=== SUPPLIED DATA ===
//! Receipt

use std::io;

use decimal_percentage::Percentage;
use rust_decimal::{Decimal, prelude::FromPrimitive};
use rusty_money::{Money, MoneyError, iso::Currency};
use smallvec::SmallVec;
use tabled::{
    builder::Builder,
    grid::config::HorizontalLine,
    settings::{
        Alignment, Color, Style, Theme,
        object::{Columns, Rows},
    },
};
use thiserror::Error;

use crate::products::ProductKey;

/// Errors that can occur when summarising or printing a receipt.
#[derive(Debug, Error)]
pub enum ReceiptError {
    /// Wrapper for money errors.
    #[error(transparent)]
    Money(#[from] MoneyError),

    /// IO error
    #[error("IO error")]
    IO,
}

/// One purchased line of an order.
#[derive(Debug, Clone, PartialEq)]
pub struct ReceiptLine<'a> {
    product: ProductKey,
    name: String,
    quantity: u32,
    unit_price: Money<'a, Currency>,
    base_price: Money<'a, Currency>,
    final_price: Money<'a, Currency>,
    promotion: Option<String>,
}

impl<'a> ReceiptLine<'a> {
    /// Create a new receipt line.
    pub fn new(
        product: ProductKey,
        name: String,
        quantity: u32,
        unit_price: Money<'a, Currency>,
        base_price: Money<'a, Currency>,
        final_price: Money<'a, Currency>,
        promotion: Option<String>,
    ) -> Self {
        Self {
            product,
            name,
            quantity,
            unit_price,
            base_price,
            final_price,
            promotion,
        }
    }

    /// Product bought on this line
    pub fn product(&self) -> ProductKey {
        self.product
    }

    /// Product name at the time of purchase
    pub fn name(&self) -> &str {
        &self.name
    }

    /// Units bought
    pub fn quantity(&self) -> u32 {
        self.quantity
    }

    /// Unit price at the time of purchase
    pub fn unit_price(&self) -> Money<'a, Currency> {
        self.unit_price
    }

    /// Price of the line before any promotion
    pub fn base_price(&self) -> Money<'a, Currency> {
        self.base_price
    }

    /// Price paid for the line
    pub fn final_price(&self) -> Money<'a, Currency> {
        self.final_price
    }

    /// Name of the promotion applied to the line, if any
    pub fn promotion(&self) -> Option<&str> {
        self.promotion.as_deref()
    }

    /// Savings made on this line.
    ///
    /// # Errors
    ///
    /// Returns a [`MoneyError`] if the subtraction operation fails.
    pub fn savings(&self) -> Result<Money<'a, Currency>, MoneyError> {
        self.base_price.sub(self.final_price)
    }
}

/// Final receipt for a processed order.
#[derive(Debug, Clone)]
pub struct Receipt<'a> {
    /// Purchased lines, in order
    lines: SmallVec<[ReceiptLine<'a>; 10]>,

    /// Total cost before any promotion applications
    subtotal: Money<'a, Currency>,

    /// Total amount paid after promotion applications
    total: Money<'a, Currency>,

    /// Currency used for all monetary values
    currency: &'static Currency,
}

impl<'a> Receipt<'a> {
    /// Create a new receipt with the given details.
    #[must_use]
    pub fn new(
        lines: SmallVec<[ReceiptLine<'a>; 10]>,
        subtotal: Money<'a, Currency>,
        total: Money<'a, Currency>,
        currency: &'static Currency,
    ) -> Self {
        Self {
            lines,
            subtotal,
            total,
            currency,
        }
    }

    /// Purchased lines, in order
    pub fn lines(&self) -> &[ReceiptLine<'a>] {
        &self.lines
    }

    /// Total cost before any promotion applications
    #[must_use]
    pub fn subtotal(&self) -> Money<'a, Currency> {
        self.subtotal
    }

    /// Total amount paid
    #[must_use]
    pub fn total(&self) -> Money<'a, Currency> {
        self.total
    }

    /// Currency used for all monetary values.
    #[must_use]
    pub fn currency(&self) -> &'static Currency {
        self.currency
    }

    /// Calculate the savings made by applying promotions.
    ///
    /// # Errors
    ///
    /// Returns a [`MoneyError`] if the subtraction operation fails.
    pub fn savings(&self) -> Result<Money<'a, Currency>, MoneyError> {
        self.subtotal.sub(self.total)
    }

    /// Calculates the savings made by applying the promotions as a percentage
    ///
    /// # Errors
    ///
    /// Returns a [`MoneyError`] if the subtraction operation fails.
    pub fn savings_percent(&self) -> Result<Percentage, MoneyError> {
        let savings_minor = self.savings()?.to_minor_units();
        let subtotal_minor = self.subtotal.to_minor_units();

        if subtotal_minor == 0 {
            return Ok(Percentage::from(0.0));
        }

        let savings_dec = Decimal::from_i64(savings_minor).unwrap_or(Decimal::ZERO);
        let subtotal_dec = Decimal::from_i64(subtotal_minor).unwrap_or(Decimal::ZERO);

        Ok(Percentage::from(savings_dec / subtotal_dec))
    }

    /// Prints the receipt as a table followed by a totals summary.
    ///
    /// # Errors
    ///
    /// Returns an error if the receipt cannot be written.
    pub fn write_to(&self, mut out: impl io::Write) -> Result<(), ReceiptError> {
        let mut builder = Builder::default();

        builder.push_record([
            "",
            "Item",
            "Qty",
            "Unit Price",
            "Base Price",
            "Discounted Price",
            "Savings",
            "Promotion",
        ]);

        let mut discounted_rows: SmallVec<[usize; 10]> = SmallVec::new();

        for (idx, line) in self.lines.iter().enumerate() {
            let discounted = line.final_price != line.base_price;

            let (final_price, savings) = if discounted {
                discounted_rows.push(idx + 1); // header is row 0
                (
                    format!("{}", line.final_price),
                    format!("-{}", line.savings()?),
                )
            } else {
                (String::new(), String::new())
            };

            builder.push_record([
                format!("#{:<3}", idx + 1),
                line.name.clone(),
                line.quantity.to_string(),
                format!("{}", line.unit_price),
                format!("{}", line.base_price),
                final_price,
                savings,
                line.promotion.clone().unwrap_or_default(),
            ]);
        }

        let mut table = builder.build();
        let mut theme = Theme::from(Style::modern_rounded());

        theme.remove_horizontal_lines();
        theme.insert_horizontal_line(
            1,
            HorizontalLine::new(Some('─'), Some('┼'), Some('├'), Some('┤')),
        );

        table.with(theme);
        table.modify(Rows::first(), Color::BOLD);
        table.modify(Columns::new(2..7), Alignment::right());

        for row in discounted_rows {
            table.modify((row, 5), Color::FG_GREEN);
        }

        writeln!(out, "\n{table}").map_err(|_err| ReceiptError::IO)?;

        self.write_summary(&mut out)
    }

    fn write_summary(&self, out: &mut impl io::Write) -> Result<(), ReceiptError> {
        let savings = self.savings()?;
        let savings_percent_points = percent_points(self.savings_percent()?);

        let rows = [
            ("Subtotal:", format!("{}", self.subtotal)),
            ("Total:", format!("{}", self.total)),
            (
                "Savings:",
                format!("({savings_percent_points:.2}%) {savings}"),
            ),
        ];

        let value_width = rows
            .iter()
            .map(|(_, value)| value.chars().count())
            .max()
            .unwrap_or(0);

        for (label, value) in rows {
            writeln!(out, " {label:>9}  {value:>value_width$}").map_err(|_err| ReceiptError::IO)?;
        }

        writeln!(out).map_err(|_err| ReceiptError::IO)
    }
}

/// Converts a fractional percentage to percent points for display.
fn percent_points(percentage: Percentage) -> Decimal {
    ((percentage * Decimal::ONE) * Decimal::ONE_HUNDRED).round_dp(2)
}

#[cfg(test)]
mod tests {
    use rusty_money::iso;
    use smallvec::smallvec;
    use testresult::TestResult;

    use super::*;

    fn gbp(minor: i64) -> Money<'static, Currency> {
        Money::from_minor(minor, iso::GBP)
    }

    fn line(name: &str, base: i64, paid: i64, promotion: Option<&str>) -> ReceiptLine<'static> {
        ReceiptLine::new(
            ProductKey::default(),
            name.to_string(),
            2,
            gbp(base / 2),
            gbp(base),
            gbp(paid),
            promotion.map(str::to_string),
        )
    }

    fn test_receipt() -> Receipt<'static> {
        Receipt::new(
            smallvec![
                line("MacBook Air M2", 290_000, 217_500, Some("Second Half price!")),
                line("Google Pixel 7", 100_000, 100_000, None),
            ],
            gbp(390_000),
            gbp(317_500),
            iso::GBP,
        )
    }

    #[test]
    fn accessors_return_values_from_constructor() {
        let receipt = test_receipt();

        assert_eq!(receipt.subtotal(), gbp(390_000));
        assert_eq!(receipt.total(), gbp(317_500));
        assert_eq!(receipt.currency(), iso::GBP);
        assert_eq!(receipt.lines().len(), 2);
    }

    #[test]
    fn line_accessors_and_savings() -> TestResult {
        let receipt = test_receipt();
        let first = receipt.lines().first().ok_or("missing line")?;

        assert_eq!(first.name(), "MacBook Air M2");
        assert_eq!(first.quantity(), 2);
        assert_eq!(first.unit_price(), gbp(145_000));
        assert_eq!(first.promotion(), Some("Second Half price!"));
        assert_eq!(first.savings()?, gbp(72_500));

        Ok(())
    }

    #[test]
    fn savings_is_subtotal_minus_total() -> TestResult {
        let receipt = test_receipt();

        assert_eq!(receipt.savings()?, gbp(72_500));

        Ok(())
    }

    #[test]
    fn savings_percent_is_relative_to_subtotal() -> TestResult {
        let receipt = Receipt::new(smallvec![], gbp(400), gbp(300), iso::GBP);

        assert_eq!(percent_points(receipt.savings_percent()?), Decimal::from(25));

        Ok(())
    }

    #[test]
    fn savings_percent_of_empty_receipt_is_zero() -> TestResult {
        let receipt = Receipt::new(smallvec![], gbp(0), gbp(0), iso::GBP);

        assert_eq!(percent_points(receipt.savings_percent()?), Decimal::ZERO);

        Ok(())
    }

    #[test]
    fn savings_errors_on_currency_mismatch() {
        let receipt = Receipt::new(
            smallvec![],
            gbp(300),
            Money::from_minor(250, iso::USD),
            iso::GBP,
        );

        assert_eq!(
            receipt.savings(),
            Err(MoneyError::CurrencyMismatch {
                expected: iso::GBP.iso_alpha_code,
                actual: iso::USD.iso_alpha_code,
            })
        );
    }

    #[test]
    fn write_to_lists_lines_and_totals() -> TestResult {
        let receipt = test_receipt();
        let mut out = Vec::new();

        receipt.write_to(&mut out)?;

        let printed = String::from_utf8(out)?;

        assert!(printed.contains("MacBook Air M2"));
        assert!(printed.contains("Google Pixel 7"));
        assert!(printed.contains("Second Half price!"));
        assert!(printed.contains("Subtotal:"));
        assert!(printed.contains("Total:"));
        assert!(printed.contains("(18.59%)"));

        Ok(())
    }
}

=== TASK PROMPT ===
Scan the records above for the string "amount", then copy each line where it turns up.

=== EXERCISE RESULT ===
    /// Total amount paid after promotion applications
    /// Total amount paid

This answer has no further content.